Вопль отчаяния поднялся из среды рабочего класса, и этот вопль отозвался в сердцах всех друзей человечества. И правительства и частные лица, государственные люди и филантропы принялись за исследование положения рабочих. Когда истина раскрылась во всей своей наготе, ужас и негодование распространились в обществе. Не одни мечтатели, но самые просвещенные и гуманные люди начали думать, что при таком порядке вещей оставаться невозможно, что одна свобода ни к чему не ведет и что необходимо коренное общественное преобразование, которое дало бы освобожденным массам возможность выйти из своего бедственного состояния И улучшить свой экономический быт. В страданиях рабочего класса социализм нашел самую сильную свою опору.

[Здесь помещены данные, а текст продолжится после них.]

#[path = "../tests/support/mod.rs"]
mod support;

use criterion::{BenchmarkId, Criterion, Throughput, black_box, criterion_group, criterion_main};
use opbridge::{BridgeRegistry, Visibility};
use support::VectorAdd;

fn benchmark_lookup(c: &mut Criterion) {
    let fixture = support::vector_ops();
    let registry = BridgeRegistry::default();
    let handle = registry
        .load(&fixture.path, Visibility::Local)
        .expect("fixture should load");

    c.bench_function("lookup_raw/vector_add", |b| {
        b.iter(|| black_box(registry.lookup_raw(handle, black_box("vector_add"))));
    });
}

fn benchmark_call_paths(c: &mut Criterion) {
    let fixture = support::vector_ops();
    let registry = BridgeRegistry::default();
    let handle = registry
        .load(&fixture.path, Visibility::Local)
        .expect("fixture should load");
    // SAFETY: signature matches the fixture.
    let add = unsafe { registry.lookup::<VectorAdd>(handle, "vector_add") }
        .expect("vector_add should resolve");
    let raw = add.call(|f| f).expect("handle is loaded");

    let sizes: [usize; 3] = [4, 256, 4096];
    let mut group = c.benchmark_group("vector_add");

    for size in sizes {
        let a = vec![1_i32; size];
        let b = vec![2_i32; size];
        group.throughput(Throughput::Elements(size as u64));

        group.bench_with_input(BenchmarkId::new("guarded_call", size), &size, |bench, &n| {
            let mut out = vec![0_i32; n];
            bench.iter(|| {
                add.call(|f| unsafe { f(a.as_ptr(), b.as_ptr(), out.as_mut_ptr(), black_box(n)) })
                    .expect("handle is loaded");
                black_box(&out);
            });
        });

        // Baseline: the bare pointer, with the liveness check left out.
        group.bench_with_input(BenchmarkId::new("bare_pointer", size), &size, |bench, &n| {
            let mut out = vec![0_i32; n];
            bench.iter(|| {
                // SAFETY: the handle stays loaded for the whole benchmark.
                unsafe { raw(a.as_ptr(), b.as_ptr(), out.as_mut_ptr(), black_box(n)) };
                black_box(&out);
            });
        });
    }

    group.finish();
}

criterion_group!(benches, benchmark_lookup, benchmark_call_paths);
criterion_main!(benches);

Последующее время показало однако, что для врачевания значительной части этих зол не нужно никакого общественного переустройства. Некоторых частных мер, которые могут быть приняты и при существующем порядке, достаточно было для устранения вопиющих злоупотреблений; общее же развитие благосостояния, которое явилось последствием нового промышленного движения, довершило остальное. Мы видели в предыдущей главе, до какой степени под влиянием неслыханного прежде умножения капиталов и производительности и при соответствующем удешевлении средств перевозки и предметов потребления поднялся уровень рабочего класса в Западной Европе. Рабочий в настоящее время получает больше, работает меньше и пользуется такими средствами жизни, как никогда прежде. Он имеет и значительный досуг, и средства для образования, и в случае постигающего его несчастья помощь от многочисленных учреждений, возникших с этою целью в новейшее время. Он имеет и свои сбережения, которые растут с каждым годом. В настоящее время рабочий договаривается уже с хозяином на равной ноте. Голод не заставляет его соглашаться на всякие условия, и если кому приходится выдерживать, настаивая на своих требованиях, то скорее хозяин разорится, нежели работник погибнет. А так как умножение капитала и средств, доставляемых изобретательностью, идет, все возрастая в гораздо быстрейшей прогрессии, нежели умножение народонаселения, то поднятию уровня рабочего класса не предвидится границ. Если рабочий вопрос заключается в постепенном улучшении быта рабочего населения и в устранении гнетущих его зол, то можно сказать, что этот вопрос решен свободою. Конечно, всех бедствий, постигающих человека, уничтожить нельзя; условия земной жизни этого не допускают. Мы не можем даже сказать, исчезнет ли когда-нибудь бедность со всеми ее печальными последствиями. В настоящее время мы находимся еще в начале свободного промышленного развития, а потому слишком смело было бы предсказывать его окончательные результаты. Но мы можем наверное сказать, что человечество находится на правильном пути, который приведет его к большему и большему благосостоянию.